Mobile IPv4 Secure Access to Home Networks
MetadataShow full item record
With the fast development of wireless networks and devices, Mobile IP is expected to be used widely so that mobile users can access the Internet anywhere, anytime without interruption. However, some problems, such as firewall traversal and use of private IP addresses, restrict use of Mobile IP. The objective of this thesis is to design original schemes that can enable a mobile node at abroad to access its home network as well as the Internet securely and that can help Mobile IP to be used widely and commercially. Our solutions are secure, efficient, and scalable. They can be implemented and maintained easily. In this thesis, we mainly consider Mobile IPv4, instead of Mobile IPv6. Three research topics are discussed. In each topic, the challenges are investigated and the new solutions are presented. The first research topic solves the firewall traversal problems in Mobile IP. A mobile node cannot access its firewall-protected home network if it fails the authentication by the firewall. We propose that an IPsec tunnel be established between the firewall and the foreign agent for firewall traversal and that an IPsec transport security association be shared by the mobile node and a correspondent node for end-to-end security. The second topic researches further on firewall traversal problems and investigates the way of establishing security associations among network entities. A new security model and a new key distribution method are developed. With the help of the security model and keys, the firewall and the relevant network entities set up IPsec security associations to achieve firewall traversal.
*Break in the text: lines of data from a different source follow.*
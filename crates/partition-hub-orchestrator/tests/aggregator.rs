// crates/partition-hub-orchestrator/tests/aggregator.rs
// ============================================================================
// Module: Aggregator And Hub Tests
// Description: Fan-out, failure isolation, retry, and comparison behavior.
// Purpose: Exercise the orchestrator against scripted collaborators.
// Dependencies: partition-hub-orchestrator, partition-hub-core, tokio
// ============================================================================
//! ## Overview
//! A scripted broker and invoker stand in for the trust boundary and the
//! partition endpoints. Unscripted calls succeed and echo their arguments.

#![allow(
    clippy::panic,
    clippy::print_stdout,
    clippy::print_stderr,
    clippy::unwrap_used,
    clippy::expect_used,
    clippy::use_debug,
    clippy::dbg_macro,
    clippy::panic_in_result_fn,
    clippy::unwrap_in_result,
    reason = "Test-only output and panic-based assertions are permitted."
)]

use std::collections::BTreeMap;
use std::collections::BTreeSet;
use std::collections::VecDeque;
use std::sync::Arc;
use std::sync::Mutex;
use std::time::Duration;
use std::time::Instant;

use async_trait::async_trait;
use partition_hub_core::AccessMaterial;
use partition_hub_core::BrokerError;
use partition_hub_core::CredentialBroker;
use partition_hub_core::ErrorKind;
use partition_hub_core::InvokeError;
use partition_hub_core::MemoryAuditSink;
use partition_hub_core::OperationName;
use partition_hub_core::Partition;
use partition_hub_core::PartitionId;
use partition_hub_core::PartitionRegistry;
use partition_hub_core::ScopedCredential;
use partition_hub_core::Timestamp;
use partition_hub_core::ToolFailure;
use partition_hub_core::ToolInvoker;
use partition_hub_core::ToolRequest;
use partition_hub_core::ToolResult;
use partition_hub_core::TrustBoundaryId;
use partition_hub_core::TrustRef;
use partition_hub_core::audit::EVENT_AGGREGATE_COMPLETE;
use partition_hub_core::audit::EVENT_PARTITION_CALL;
use partition_hub_orchestrator::Aggregator;
use partition_hub_orchestrator::AggregatorSettings;
use partition_hub_orchestrator::Hub;
use partition_hub_orchestrator::HubError;
use partition_hub_orchestrator::HubRequest;
use partition_hub_orchestrator::QueryPlanner;
use serde_json::Value;
use serde_json::json;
A mobile node from a private home network cannot communicate with other hosts with its private home address when it is visiting a public foreign network. A novel and useful solution is presented in the third research topic. We suggest that the mobile node use its Network Access Identifier (NAI) as its identification and obtain a public home address from its home agent. In addition, a new tunnel between the mobile node and its home agent is proposed.